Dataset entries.
◆ ◆ ◆ ◆
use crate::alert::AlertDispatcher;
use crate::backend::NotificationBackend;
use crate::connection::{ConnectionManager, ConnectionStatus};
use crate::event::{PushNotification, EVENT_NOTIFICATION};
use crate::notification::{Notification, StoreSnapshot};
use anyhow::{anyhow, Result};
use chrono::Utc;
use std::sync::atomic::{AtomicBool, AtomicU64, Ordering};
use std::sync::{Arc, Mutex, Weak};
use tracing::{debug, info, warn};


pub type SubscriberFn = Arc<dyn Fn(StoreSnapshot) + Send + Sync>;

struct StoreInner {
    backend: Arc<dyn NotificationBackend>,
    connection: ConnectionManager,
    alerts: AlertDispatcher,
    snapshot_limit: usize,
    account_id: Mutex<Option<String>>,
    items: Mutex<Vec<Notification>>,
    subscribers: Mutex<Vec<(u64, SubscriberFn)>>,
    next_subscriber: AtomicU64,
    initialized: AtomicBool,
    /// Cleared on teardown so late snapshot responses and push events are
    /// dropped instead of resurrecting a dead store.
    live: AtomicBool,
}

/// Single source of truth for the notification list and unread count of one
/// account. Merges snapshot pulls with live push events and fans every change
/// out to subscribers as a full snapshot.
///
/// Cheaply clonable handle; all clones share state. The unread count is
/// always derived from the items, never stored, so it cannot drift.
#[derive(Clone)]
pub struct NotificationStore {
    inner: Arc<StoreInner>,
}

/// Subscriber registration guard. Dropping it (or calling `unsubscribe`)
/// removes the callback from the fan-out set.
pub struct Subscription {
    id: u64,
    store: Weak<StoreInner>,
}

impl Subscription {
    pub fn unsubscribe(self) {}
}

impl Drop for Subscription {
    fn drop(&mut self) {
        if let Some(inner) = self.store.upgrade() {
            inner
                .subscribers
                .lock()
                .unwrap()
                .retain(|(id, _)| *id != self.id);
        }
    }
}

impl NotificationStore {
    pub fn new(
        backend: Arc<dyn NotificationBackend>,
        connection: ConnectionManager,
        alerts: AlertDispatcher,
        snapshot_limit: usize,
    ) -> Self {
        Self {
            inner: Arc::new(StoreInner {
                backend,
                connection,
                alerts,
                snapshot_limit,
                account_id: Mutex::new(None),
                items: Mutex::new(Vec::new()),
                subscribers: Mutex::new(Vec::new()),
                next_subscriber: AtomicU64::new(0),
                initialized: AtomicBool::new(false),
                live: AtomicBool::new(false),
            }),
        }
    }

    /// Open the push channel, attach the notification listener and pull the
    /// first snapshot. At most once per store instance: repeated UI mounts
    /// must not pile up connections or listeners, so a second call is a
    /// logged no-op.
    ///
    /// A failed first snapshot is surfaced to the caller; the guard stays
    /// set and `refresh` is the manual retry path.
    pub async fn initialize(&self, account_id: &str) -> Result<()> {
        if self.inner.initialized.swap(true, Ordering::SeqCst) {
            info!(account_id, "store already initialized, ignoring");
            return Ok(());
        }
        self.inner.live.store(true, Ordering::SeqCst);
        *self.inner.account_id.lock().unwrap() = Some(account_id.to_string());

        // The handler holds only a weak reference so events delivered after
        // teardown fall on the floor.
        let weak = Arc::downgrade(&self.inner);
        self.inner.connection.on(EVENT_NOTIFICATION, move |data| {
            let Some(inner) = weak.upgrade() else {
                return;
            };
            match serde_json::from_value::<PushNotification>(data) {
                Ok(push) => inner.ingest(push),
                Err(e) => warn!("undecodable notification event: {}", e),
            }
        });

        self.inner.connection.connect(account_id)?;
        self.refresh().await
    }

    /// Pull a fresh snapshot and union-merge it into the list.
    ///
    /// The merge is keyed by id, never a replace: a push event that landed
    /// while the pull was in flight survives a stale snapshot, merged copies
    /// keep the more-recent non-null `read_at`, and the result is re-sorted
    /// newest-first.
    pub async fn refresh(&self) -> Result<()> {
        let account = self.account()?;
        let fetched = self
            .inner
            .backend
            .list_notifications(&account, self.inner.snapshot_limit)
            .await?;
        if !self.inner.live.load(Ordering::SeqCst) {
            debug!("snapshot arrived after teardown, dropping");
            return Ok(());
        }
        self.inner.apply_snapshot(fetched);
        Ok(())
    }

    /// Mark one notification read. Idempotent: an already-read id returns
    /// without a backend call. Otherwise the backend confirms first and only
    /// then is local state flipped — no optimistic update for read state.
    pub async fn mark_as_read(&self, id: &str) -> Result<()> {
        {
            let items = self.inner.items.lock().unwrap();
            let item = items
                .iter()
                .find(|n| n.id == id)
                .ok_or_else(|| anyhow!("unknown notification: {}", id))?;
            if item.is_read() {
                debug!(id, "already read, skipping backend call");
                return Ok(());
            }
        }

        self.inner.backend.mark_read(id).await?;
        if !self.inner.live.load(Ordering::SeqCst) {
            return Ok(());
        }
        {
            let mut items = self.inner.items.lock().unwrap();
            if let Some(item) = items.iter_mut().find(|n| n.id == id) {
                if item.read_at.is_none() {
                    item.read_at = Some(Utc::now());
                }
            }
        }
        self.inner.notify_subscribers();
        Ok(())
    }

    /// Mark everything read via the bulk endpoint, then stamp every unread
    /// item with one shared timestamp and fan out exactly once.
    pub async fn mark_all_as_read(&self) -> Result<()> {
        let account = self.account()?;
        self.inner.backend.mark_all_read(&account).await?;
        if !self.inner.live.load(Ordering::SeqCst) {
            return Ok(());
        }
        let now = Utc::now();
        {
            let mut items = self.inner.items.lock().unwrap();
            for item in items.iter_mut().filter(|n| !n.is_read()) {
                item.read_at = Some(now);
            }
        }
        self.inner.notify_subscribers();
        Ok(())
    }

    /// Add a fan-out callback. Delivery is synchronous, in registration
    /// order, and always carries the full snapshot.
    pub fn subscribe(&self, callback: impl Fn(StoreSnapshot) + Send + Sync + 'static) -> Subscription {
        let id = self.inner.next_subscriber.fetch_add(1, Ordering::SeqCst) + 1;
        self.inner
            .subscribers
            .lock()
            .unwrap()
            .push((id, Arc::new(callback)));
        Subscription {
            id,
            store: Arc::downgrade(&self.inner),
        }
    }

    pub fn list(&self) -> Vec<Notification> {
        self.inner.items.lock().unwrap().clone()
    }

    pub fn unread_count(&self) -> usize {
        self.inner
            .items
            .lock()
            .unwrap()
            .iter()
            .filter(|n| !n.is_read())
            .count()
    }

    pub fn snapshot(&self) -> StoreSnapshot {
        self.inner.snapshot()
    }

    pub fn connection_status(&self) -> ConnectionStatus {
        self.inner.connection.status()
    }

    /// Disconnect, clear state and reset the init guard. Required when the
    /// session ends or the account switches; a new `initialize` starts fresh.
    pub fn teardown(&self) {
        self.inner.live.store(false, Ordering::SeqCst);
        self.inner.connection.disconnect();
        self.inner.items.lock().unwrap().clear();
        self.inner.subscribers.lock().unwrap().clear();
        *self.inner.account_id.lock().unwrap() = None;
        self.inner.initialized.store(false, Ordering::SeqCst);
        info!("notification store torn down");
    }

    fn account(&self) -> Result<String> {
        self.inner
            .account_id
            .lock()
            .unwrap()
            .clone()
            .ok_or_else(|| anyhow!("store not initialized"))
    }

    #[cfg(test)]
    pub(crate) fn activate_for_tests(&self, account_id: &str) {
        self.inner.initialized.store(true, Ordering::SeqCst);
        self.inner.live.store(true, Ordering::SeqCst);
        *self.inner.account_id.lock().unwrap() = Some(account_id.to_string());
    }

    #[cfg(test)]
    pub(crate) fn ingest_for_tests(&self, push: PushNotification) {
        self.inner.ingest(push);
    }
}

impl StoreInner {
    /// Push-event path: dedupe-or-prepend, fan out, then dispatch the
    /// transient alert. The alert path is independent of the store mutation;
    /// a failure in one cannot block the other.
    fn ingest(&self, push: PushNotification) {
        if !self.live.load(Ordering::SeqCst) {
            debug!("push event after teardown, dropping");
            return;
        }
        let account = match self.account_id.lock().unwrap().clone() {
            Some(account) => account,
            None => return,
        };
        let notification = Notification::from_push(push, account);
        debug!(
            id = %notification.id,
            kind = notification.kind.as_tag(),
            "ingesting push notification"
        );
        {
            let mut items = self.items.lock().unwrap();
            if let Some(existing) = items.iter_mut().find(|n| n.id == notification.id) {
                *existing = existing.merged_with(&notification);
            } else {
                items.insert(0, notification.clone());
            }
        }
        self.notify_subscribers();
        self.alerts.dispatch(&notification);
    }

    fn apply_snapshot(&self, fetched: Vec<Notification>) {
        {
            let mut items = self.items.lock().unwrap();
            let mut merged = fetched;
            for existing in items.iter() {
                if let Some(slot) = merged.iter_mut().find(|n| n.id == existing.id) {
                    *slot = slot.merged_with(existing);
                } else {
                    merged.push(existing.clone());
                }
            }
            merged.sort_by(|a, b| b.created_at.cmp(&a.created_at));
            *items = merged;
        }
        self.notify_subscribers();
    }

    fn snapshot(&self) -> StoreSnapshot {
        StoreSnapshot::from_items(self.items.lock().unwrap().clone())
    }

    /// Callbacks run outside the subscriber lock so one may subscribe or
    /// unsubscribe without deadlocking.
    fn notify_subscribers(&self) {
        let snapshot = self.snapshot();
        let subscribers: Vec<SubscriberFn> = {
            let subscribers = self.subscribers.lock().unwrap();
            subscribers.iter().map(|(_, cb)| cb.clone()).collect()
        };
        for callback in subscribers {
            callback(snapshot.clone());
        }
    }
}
◆ ◆ ◆ ◆
What is required. Lines that hold "existing" are the ones to copy, so pick each out from the data.

Result of the exercise.
            if let Some(existing) = items.iter_mut().find(|n| n.id == notification.id) {
                *existing = existing.merged_with(&notification);
            for existing in items.iter() {
                if let Some(slot) = merged.iter_mut().find(|n| n.id == existing.id) {
                    *slot = slot.merged_with(existing);
                    merged.push(existing.clone());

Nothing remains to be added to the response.